=== TASK TO CARRY OUT ===
Every line with the word "DeviceParams" in it should be extracted from the data that follows.

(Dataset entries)
------------------------------------------------------------

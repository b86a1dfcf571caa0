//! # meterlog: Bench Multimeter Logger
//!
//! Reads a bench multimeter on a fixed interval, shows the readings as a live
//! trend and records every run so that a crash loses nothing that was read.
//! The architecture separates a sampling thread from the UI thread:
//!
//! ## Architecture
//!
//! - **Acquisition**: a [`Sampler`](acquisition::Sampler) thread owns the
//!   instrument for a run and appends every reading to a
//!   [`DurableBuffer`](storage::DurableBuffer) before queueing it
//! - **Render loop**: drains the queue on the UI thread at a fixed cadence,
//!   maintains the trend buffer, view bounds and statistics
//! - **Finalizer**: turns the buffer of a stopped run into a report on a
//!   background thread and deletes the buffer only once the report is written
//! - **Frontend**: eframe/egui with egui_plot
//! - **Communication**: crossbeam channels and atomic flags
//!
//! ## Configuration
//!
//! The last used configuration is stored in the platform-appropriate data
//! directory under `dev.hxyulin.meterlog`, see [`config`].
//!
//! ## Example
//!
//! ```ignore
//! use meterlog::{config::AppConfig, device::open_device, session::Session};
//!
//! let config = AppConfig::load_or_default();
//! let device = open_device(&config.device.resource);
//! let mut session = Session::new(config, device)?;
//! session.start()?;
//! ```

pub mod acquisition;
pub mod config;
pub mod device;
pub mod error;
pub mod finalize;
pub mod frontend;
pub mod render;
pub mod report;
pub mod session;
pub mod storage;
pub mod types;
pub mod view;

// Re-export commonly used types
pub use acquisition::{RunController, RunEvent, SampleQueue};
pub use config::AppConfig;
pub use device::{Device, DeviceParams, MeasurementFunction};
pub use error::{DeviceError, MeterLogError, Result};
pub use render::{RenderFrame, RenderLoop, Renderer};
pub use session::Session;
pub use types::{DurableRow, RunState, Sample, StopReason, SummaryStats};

------------------------------------------------------------

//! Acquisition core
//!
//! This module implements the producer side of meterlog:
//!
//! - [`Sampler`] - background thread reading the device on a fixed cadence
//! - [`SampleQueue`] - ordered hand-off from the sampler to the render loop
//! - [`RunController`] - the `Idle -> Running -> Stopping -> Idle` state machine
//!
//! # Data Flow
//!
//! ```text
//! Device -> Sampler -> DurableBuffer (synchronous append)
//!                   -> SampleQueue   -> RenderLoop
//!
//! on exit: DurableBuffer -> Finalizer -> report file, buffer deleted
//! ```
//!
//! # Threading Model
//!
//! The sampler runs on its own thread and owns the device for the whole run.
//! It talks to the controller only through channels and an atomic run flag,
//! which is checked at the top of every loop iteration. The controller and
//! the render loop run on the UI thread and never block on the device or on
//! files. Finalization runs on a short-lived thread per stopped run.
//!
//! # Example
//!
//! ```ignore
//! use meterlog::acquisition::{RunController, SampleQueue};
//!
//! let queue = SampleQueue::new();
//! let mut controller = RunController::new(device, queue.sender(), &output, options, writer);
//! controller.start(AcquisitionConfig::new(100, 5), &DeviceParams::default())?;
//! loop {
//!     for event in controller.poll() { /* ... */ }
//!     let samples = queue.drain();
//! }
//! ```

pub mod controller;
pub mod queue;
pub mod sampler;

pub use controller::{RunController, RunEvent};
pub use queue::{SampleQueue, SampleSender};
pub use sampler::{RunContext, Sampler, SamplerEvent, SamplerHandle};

------------------------------------------------------------

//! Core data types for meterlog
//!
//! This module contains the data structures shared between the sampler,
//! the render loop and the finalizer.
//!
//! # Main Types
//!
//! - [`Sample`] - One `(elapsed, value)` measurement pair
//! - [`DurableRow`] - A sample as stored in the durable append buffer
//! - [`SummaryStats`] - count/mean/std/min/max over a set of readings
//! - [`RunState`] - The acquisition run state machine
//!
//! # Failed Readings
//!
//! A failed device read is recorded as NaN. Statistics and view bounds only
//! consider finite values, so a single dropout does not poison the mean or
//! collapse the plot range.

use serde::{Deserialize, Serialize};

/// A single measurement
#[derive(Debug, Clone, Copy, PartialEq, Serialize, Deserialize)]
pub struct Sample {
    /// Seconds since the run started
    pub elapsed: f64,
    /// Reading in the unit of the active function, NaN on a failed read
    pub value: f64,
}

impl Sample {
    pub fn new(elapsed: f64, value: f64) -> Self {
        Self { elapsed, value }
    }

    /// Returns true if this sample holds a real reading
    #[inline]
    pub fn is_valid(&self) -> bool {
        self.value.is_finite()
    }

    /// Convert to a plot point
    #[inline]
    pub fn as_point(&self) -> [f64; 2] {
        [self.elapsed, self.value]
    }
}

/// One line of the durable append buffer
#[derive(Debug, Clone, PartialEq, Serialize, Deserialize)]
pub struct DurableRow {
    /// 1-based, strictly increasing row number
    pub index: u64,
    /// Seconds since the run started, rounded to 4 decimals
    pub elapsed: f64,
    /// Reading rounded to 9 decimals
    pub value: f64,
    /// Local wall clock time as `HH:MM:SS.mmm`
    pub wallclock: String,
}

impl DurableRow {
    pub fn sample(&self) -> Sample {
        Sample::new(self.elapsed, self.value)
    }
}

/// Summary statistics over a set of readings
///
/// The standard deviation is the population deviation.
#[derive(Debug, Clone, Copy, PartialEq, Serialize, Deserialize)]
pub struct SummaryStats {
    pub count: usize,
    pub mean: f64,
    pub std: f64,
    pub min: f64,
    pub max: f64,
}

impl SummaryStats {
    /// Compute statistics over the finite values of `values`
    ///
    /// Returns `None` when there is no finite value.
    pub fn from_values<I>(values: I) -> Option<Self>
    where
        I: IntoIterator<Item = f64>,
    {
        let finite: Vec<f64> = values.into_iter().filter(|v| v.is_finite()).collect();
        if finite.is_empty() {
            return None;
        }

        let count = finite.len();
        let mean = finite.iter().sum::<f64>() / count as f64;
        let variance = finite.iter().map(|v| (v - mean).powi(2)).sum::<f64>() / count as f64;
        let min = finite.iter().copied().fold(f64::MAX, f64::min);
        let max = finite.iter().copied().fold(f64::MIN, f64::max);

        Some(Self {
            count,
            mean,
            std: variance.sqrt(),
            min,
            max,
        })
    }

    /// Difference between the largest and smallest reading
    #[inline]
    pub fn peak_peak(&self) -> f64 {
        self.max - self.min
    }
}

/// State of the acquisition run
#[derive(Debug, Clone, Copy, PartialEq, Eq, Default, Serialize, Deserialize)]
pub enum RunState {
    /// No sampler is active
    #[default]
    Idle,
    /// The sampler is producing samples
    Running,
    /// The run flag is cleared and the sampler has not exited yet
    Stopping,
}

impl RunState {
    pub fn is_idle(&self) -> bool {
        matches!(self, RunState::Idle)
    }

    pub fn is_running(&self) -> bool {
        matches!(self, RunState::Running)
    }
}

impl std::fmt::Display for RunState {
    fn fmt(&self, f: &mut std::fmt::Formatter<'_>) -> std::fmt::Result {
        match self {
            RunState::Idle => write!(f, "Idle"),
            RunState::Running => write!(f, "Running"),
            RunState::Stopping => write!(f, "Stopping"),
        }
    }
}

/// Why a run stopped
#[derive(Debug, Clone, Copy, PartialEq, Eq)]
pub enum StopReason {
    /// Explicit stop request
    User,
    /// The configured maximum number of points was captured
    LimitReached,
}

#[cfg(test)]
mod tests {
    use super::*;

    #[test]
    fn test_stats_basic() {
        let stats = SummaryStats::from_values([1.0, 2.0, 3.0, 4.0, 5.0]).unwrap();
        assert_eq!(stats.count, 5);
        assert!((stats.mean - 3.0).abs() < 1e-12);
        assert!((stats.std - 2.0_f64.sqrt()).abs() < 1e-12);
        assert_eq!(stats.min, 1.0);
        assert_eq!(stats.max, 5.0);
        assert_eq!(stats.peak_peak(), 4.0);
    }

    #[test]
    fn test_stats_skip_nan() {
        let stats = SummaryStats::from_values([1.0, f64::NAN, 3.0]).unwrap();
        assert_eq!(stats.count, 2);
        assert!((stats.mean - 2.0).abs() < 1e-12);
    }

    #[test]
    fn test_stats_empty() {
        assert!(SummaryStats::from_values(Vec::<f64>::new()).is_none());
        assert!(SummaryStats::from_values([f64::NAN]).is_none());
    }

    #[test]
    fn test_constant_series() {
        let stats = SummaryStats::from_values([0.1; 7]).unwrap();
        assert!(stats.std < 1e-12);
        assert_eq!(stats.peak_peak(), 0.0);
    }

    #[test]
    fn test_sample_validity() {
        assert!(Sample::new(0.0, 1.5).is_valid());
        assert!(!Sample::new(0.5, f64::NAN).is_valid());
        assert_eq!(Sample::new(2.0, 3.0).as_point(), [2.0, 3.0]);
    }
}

------------------------------------------------------------

=== EXERCISE ANSWER ===
pub use device::{Device, DeviceParams, MeasurementFunction};
//! controller.start(AcquisitionConfig::new(100, 5), &DeviceParams::default())?;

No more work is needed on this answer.